Compton Lecture series on ‘Physics of Stuff’ to be held from April 3 to June 12

A series of 10 free lectures at the University of Chicago will describe the fascinating and exotic properties of everyday matter, and the universal framework that physicists use to think about large complex systems.

"The Physics of Stuff: Why matter is more than the sum of its parts" is the title of this spring's Arthur Holly Compton Lectures, sponsored biannually by the University's Enrico Fermi Institute. The 71th series of these free public lectures will begin Saturday, April 3 and will be held each Saturday through June 12 (except for May 29, Memorial Day weekend). The lectures will be given from 11 a.m. to noon in Room 106 of the Kersten Physics Teaching Center, 5720 S. Ellis Ave.

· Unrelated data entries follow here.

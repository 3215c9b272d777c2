// Device session error types and constants

use crate::error::{AutobalanceError, ErrorCode, ProtocolError};
use log::error;
use std::fmt;

/// Session error code constants
///
/// Error code range: 6001-6005
pub struct SessionErrorCodes {}

impl SessionErrorCodes {
    /// Transport refused or failed to send bytes
    pub const TRANSPORT: i32 = 6001;

    /// Encoding an outbound command failed
    pub const PROTOCOL: i32 = 6002;

    /// Frequency index or value not accepted in the configured mode
    pub const INVALID_FREQUENCY: i32 = 6003;

    /// Operation not allowed in the current session state
    pub const INVALID_STATE: i32 = 6004;

    /// Autobalance correction could not be applied
    pub const AUTOBALANCE: i32 = 6005;
}

/// Log a session error with structured context
pub fn log_session_error(err: &SessionError, context: &str) {
    error!(
        "Session error in {}: code={}, component=DeviceSession, message={}",
        context,
        err.code(),
        err.message()
    );
}

/// Device session errors
#[derive(Debug, Clone, PartialEq)]
pub enum SessionError {
    /// Transport collaborator reported a failure
    Transport { reason: String },

    /// Outbound command could not be encoded
    Protocol(ProtocolError),

    /// Frequency rejected by the configured frequency mode
    InvalidFrequency { requested: String, allowed: String },

    /// Session is in the wrong lifecycle state
    InvalidState {
        operation: &'static str,
        state: &'static str,
    },

    /// Autobalance collaborator failed
    Autobalance(AutobalanceError),
}

impl ErrorCode for SessionError {
    fn code(&self) -> i32 {
        match self {
            SessionError::Transport { .. } => SessionErrorCodes::TRANSPORT,
            SessionError::Protocol(_) => SessionErrorCodes::PROTOCOL,
            SessionError::InvalidFrequency { .. } => SessionErrorCodes::INVALID_FREQUENCY,
            SessionError::InvalidState { .. } => SessionErrorCodes::INVALID_STATE,
            SessionError::Autobalance(_) => SessionErrorCodes::AUTOBALANCE,
        }
    }

    fn message(&self) -> String {
        match self {
            SessionError::Transport { reason } => format!("Transport failure: {}", reason),
            SessionError::Protocol(err) => format!("Protocol failure: {}", err.message()),
            SessionError::InvalidFrequency { requested, allowed } => {
                format!("Frequency {} not allowed (expected {})", requested, allowed)
            }
            SessionError::InvalidState { operation, state } => {
                format!("Cannot {} while session is {}", operation, state)
            }
            SessionError::Autobalance(err) => format!("Autobalance failure: {}", err.message()),
        }
    }
}

impl fmt::Display for SessionError {
    fn fmt(&self, f: &mut fmt::Formatter<'_>) -> fmt::Result {
        write!(
            f,
            "SessionError::{:?} (code {}): {}",
            self,
            self.code(),
            self.message()
        )
    }
}

impl std::error::Error for SessionError {
    fn source(&self) -> Option<&(dyn std::error::Error + 'static)> {
        match self {
            SessionError::Protocol(err) => Some(err),
            SessionError::Autobalance(err) => Some(err),
            _ => None,
        }
    }
}

impl From<ProtocolError> for SessionError {
    fn from(err: ProtocolError) -> Self {
        SessionError::Protocol(err)
    }
}

impl From<AutobalanceError> for SessionError {
    fn from(err: AutobalanceError) -> Self {
        SessionError::Autobalance(err)
    }
}

#[cfg(test)]
mod tests {
    use super::*;

    #[test]
    fn test_session_error_wraps_protocol_error() {
        let err: SessionError = ProtocolError::InvalidPayloadSize { size: 70_000 }.into();
        assert_eq!(err.code(), SessionErrorCodes::PROTOCOL);
        assert!(err.message().contains("70000"));
        assert!(std::error::Error::source(&err).is_some());
    }

    #[test]
    fn test_invalid_state_message() {
        let err = SessionError::InvalidState {
            operation: "start measurement",
            state: "Idle",
        };
        assert_eq!(
            err.message(),
            "Cannot start measurement while session is Idle"
        );
    }
}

Compton Lectures are intended to make science accessible to a general audience and to convey the excitement of new discoveries in the physical sciences. Delivering the lectures this spring will be Justin Burton, who received his Ph.D. in 2006 from the University of California, Irvine. Burton came to UChicago's James Franck Institute in 2009, following a year of postdoctoral research on the evolution of cooperation at the Fred Hutchinson Cancer Research Center in Seattle.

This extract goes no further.